[Spread-users] Spread and select
Hua Zhong
hzhong at gmail.com
Mon Apr 10 14:50:40 EDT 2006
Hi John,
Thanks for the reply.
> Hua Zhong wrote:
>
> >Good, but there are a couple of issues:
> >1. it's not documented, thus making me wonder if it's officially
> >supported feature. In fact, there is not even a
> SP_mailbox_to_fd kind of helper. How could one assume mailbox
> == fd? It's implementation details that could change anytime,
> and nothing to depend on.
> >
> >
>
> You can count on a mailbox being a socket descriptor in
> Spread. If that isn't in the official documentation right
> now, then we'll be sure to add it with the new release.
That would be great!
> >2. there is still not a non-blocking version SP_receive. As
> I explained earlier, it's not very nice to programers.
>
> You are correct that right now there is no non-blocking
> version of SP_receive. This was a decision made a long time
> ago in Spread's development. The idea was that if there is
> activity on the file descriptor (i.e. - incoming data), then
> the entire incoming message should be there "soon." It is
> true that this can cause blocking behavior if, for example,
> the TCP/IP link between the client and server is slow for some reason.
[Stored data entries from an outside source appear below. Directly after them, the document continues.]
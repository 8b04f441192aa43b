//! This is the main file to house data collection functions.

pub mod cpu;
pub mod error;

use std::{
    fs::File,
    io::BufReader,
    path::{Path, PathBuf},
};

use log::trace;

use self::{
    cpu::Snapshot,
    error::{CollectionError, CollectionResult},
};
use crate::constants::DEFAULT_SOURCE_PATH;

/// Samples the CPU counters from a file in the `/proc/stat` format.
///
/// The file is opened fresh for every sample, since procfs files only reflect
/// the current state at the time they are opened.
#[derive(Debug, Clone)]
pub struct CpuCollector {
    source: PathBuf,
}

impl Default for CpuCollector {
    fn default() -> Self {
        Self::new(DEFAULT_SOURCE_PATH)
    }
}

impl CpuCollector {
    pub fn new<P: Into<PathBuf>>(source: P) -> Self {
        Self {
            source: source.into(),
        }
    }

    /// The path that samples are read from.
    pub fn source(&self) -> &Path {
        &self.source
    }

    /// Takes a new [`Snapshot`] from the source.
    pub fn collect(&self) -> CollectionResult<Snapshot> {
        trace!("reading counters from {}", self.source.display());
        let file = File::open(&self.source).map_err(CollectionError::InvalidIo)?;

        cpu::read_snapshot(BufReader::new(file))
    }
}
// Argument parsing via clap.
//
// Note that you probably want to keep this as a single file so the build script doesn't
// trip all over itself.

use clap::*;
use indoc::indoc;

const TEMPLATE: &str = indoc! {
    "{name} {version}

    {about}

    {usage-heading} {usage}

    {all-args}"
};

const USAGE: &str = "cpustat [OPTIONS]";

const VERSION: &str = match option_env!("NIGHTLY_VERSION") {
    Some(nightly_version) => nightly_version,
    None => crate_version!(),
};

/// The arguments for cpustat.
#[derive(Parser, Debug, Default)]
#[command(
    name = crate_name!(),
    version = VERSION,
    about = crate_description!(),
    disable_help_flag = true,
    disable_version_flag = true,
    color = ColorChoice::Auto,
    help_template = TEMPLATE,
    override_usage = USAGE,
)]
pub struct Args {
    #[command(flatten)]
    pub(crate) general_args: GeneralArgs,

    #[command(flatten)]
    pub(crate) other_args: OtherArgs,
}

#[derive(Args, Clone, Debug, Default)]
#[command(next_help_heading = "General Options", rename_all = "snake_case")]
pub(crate) struct GeneralArgs {
    #[arg(
        short = 'C',
        long,
        value_name = "PATH",
        help = "Sets the location of the config file.",
        long_help = "Sets the location of the config file. Expects a config file in the TOML format. \
                    If it doesn't exist, a default config file is created at the path unless \
                    --no_write is set."
    )]
    pub(crate) config_location: Option<String>,

    #[arg(
        short = 'n',
        long,
        value_name = "N",
        help = "Stops after N samples.",
        long_help = "Stops after taking N samples. By default, or if set to 0, samples are taken \
                    until the program is interrupted."
    )]
    pub(crate) count: Option<u64>,

    #[arg(
        long,
        help = "Disables writing a default config file.",
        long_help = "Disables writing a default config file if one does not exist at the config \
                    location."
    )]
    pub(crate) no_write: bool,

    #[arg(
        short = 'r',
        long,
        value_name = "TIME",
        help = "Sets how often a sample is taken.",
        long_help = "Sets how often a sample is taken. Takes a number in milliseconds or a human-readable \
                    duration (e.g. 5s). The minimum is 250ms, and defaults to 5s."
    )]
    pub(crate) rate: Option<String>,

    #[arg(
        short = 's',
        long,
        value_name = "PATH",
        help = "Sets the file CPU counters are read from.",
        long_help = indoc! {
            "Sets the file CPU counters are read from. Defaults to /proc/stat. The file must use the
            /proc/stat format, where the first line looks like:

            cpu <user> <nice> <system> <idle> <iowait> <irq> <softirq> <steal> <guest> <guest_nice>"
        }
    )]
    pub(crate) source: Option<String>,
}

#[derive(Args, Clone, Debug, Default)]
#[command(next_help_heading = "Other Options", rename_all = "snake_case")]
pub(crate) struct OtherArgs {
    #[cfg(feature = "logging")]
    #[arg(
        long,
        value_name = "PATH",
        help = "Writes debug logs to the given file."
    )]
    pub(crate) log_file: Option<String>,

    #[arg(
        short = 'h',
        long,
        action = ArgAction::Help,
        help = "Prints help info (for more details use '--help'.)"
    )]
    help: Option<bool>,

    #[arg(short = 'V', long, action = ArgAction::Version, help = "Prints version information.")]
    version: Option<bool>,
}

/// Returns the [`Command`] for cpustat.
pub fn build_cmd() -> Command {
    Args::command()
}

/// Returns an [`Args`].
pub fn get_args() -> Args {
    Args::parse()
}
Actually, I am not mainly worried about slow TCP/IP connections. I am worried about the race that a poll returns "there is data",
and when the time of receive comes, the data has been gone. In a lot of cases we want an atomic non-blocking "poll+receive". People
writing software in such a model try very hard to do any blocking calls, it's just the way it is.
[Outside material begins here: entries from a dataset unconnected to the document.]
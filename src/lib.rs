//! A small sampler for aggregate CPU usage.
//!
//! The core of this crate is [`collection::cpu`], which turns a stream in the
//! `/proc/stat` format into a [`collection::cpu::Snapshot`] of cumulative
//! counters and user/nice/system/idle percentages. The rest is the loop that
//! samples it on an interval until interrupted.

pub mod collection;
pub mod constants;
pub mod display;
pub mod options;
pub mod sampler;

pub mod utils {
    pub mod cancellation_token;
    pub mod logging;
}

use std::{io, path::Path, sync::Arc};

use anyhow::Context;
use log::debug;

use crate::{options::args, sampler::Sampler, utils::cancellation_token::CancellationToken};

/// Parses the arguments and config, then samples until interrupted or until
/// enough samples were taken.
pub fn start_cpustat() -> anyhow::Result<()> {
    let args = args::get_args();

    #[cfg(feature = "logging")]
    {
        if let Some(log_file) = &args.other_args.log_file {
            utils::logging::init_logger(log::LevelFilter::Debug, std::ffi::OsStr::new(log_file))
                .context("Unable to initialize the logger.")?;
        }
    }

    let config = options::get_or_create_config(
        args.general_args.config_location.as_deref().map(Path::new),
        args.general_args.no_write,
    )
    .context("Unable to properly parse or create the config file.")?;

    let sampler = Sampler::new(options::init_sampler(&args, &config)?);
    debug!("starting with {:?}", sampler.config());

    // Set termination hook
    let cancellation_token = Arc::new(CancellationToken::default());
    {
        let cancellation_token = cancellation_token.clone();
        ctrlc::set_handler(move || cancellation_token.cancel())
            .context("Unable to set the termination handler.")?;
    }

    let mut stdout = io::stdout().lock();
    let ticks = sampler
        .run(&mut stdout, &cancellation_token)
        .context("Unable to write samples.")?;
    debug!("stopped after {ticks} samples");

    Ok(())
}
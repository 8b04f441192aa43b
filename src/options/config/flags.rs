use serde::Deserialize;

use super::StringOrNum;

#[derive(Clone, Debug, Default, Deserialize)]
#[cfg_attr(test, serde(deny_unknown_fields), derive(PartialEq, Eq))]
pub(crate) struct FlagConfig {
    pub(crate) rate: Option<StringOrNum>,
    pub(crate) source: Option<String>,
    pub(crate) count: Option<u64>,
}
> The real way to make SP_receive non-blocking is to have each
> connection store partial messages internally when it blocks
> until it has collected an entire message that it can deliver.
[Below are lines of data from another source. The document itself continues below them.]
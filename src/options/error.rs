use std::borrow::Cow;

use thiserror::Error;

/// An error around some option-setting, and the reason.
///
/// These are meant to be user-facing (e.g. explain why it's broken and what to
/// fix), and as so treat it as such! Use _single quotes_ (e.g. `'bad'`) for
/// highlighting option names and values.
#[derive(Debug, Error, PartialEq)]
pub enum OptionError {
    #[error("Configuration file error: {0}")]
    Config(Cow<'static, str>),
    #[error("Argument error: {0}")]
    Argument(Cow<'static, str>),
    #[error("Error with the config file or the arguments: {0}")]
    Other(Cow<'static, str>),
}

/// Where an option's value came from.
#[derive(Clone, Copy, Debug, PartialEq, Eq)]
pub(crate) enum OptionSource {
    Argument,
    Config,
}

impl OptionError {
    /// An option was set to something that could not be understood.
    pub(crate) fn invalid_value(source: OptionSource, name: &str) -> Self {
        match source {
            OptionSource::Argument => OptionError::Argument(Cow::Owned(format!(
                "'--{name}' was set with an invalid value, please update your arguments."
            ))),
            OptionSource::Config => OptionError::Config(Cow::Owned(format!(
                "'{name}' was set with an invalid value, please update it in your config file."
            ))),
        }
    }

    /// An option was set to a value below what is allowed.
    pub(crate) fn below_minimum(source: OptionSource, name: &str, minimum: &str) -> Self {
        match source {
            OptionSource::Argument => {
                OptionError::Argument(Cow::Owned(format!("'--{name}' must be at least {minimum}.")))
            }
            OptionSource::Config => {
                OptionError::Config(Cow::Owned(format!("'{name}' must be at least {minimum}.")))
            }
        }
    }
}

pub type OptionResult<T> = Result<T, OptionError>;

impl From<toml_edit::de::Error> for OptionError {
    fn from(err: toml_edit::de::Error) -> Self {
        OptionError::Config(err.to_string().into())
    }
}

impl From<std::io::Error> for OptionError {
    fn from(err: std::io::Error) -> Self {
        OptionError::Other(err.to_string().into())
    }
}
> By default, the maximum Spread msg size is ~100K. In the
> past, we were reluctant to complicate the client library
> further and either always allocate 100K per connection or
> dynamically allocate memory as necessary.
I am not sure if I've got what you are saying, but a non-blocking SP_receive should never, erh, block.
It should work this way:
1) if there is no data, return -EAGAIN;
2) if there is data, read it. If the data is only a partial message, store it in a static buffer for each mailbox (which has max of
100K), and return -EGAIN.
3) if there is complete data now in the buffer, return the message to caller.
There is never blocking. The caller would have to expect SP_receive_nb() to return EGAIN even if SP_poll tells there is data. It's
the whole point of having non-blocking calls: SP_poll never promises a complete message.
Since it would be a new API, it doesn't break any current applications.
If you think this is a good enhancement, I'm willing to send you a patch.